# PROBLEM TO WORK ON:
In the data that follows, find the line with "offset of the write."; transcribe it, every later line up to the one with "into the region", and that line as well, exactly and with no others.

# DATA SUPPLIED:
========================

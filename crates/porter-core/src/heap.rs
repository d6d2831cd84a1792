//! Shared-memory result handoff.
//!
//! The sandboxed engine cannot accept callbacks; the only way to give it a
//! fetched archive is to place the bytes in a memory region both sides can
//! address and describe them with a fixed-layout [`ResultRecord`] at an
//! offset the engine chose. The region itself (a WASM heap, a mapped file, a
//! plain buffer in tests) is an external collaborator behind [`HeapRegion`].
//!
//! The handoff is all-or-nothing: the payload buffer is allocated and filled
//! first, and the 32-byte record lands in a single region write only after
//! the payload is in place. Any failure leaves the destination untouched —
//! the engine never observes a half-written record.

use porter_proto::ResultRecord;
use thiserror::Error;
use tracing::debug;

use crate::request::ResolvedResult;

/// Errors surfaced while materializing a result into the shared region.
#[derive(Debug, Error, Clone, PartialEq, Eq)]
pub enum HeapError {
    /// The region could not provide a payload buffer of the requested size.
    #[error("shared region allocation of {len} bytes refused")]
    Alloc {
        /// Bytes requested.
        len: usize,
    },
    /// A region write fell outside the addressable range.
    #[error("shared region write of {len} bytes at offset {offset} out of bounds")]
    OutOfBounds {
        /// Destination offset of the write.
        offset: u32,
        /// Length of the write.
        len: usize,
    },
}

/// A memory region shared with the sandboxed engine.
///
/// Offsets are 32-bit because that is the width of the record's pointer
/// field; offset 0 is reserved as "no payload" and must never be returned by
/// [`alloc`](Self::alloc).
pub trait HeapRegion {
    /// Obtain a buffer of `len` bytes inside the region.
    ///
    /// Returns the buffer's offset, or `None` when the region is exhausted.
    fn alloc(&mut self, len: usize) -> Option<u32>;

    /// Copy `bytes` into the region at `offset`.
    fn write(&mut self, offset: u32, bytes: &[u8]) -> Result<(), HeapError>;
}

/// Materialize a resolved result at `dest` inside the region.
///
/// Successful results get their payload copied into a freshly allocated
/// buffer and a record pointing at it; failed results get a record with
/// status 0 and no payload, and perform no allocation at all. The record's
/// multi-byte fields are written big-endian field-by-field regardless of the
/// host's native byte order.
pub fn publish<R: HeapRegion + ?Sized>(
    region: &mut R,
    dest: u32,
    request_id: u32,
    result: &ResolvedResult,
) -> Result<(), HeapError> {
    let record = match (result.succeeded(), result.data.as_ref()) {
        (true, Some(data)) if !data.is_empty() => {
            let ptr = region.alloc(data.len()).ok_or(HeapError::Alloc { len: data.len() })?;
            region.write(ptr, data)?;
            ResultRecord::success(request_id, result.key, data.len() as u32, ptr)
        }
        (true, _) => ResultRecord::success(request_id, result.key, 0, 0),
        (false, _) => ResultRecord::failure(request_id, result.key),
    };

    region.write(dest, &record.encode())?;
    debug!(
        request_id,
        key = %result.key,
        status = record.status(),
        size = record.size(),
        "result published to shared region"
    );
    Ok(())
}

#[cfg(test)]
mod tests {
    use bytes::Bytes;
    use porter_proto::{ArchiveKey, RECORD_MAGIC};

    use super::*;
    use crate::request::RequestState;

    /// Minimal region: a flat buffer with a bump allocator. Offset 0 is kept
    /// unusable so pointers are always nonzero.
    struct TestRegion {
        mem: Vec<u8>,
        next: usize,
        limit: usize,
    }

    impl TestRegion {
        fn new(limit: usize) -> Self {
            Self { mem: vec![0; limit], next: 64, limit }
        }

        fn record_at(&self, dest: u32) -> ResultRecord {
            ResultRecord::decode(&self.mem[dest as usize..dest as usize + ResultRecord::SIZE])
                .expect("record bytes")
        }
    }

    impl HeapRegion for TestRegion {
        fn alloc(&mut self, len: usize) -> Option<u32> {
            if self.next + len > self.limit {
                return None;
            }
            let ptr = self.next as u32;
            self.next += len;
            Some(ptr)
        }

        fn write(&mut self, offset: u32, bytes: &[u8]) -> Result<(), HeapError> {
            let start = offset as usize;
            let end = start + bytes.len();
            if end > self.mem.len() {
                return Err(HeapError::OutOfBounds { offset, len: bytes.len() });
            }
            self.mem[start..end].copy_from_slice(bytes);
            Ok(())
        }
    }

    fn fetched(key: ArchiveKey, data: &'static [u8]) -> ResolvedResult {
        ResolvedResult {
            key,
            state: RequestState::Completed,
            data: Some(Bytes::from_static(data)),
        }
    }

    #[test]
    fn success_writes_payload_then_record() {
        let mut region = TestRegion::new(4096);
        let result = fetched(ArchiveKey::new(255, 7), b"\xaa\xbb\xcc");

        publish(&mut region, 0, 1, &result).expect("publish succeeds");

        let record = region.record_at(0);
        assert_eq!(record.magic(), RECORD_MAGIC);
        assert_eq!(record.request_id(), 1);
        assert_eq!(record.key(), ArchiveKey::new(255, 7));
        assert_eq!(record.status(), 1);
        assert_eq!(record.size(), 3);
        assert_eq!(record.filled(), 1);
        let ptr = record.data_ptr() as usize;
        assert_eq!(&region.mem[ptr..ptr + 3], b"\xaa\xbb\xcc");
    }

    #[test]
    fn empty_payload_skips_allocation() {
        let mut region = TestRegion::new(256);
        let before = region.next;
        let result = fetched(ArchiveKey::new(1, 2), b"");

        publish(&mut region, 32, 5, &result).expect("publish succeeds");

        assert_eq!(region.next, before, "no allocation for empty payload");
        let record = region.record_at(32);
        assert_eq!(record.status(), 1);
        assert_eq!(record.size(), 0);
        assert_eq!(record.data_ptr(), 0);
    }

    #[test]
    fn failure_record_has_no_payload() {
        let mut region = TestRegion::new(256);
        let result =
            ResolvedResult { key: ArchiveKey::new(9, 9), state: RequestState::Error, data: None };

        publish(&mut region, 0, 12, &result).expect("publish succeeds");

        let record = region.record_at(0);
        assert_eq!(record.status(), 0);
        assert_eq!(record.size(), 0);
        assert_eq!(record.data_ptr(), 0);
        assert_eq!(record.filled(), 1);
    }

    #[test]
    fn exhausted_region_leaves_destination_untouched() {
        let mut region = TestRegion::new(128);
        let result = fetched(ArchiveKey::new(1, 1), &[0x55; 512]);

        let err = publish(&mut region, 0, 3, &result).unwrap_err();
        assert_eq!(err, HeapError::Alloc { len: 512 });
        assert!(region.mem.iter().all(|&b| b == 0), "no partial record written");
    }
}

========================

# SOLUTION TO THE PROBLEM:
        /// Destination offset of the write.
        offset: u32,
        /// Length of the write.
        len: usize,
    },
}

/// A memory region shared with the sandboxed engine.
///
/// Offsets are 32-bit because that is the width of the record's pointer
/// field; offset 0 is reserved as "no payload" and must never be returned by
/// [`alloc`](Self::alloc).
pub trait HeapRegion {
    /// Obtain a buffer of `len` bytes inside the region.
    ///
    /// Returns the buffer's offset, or `None` when the region is exhausted.
    fn alloc(&mut self, len: usize) -> Option<u32>;

    /// Copy `bytes` into the region at `offset`.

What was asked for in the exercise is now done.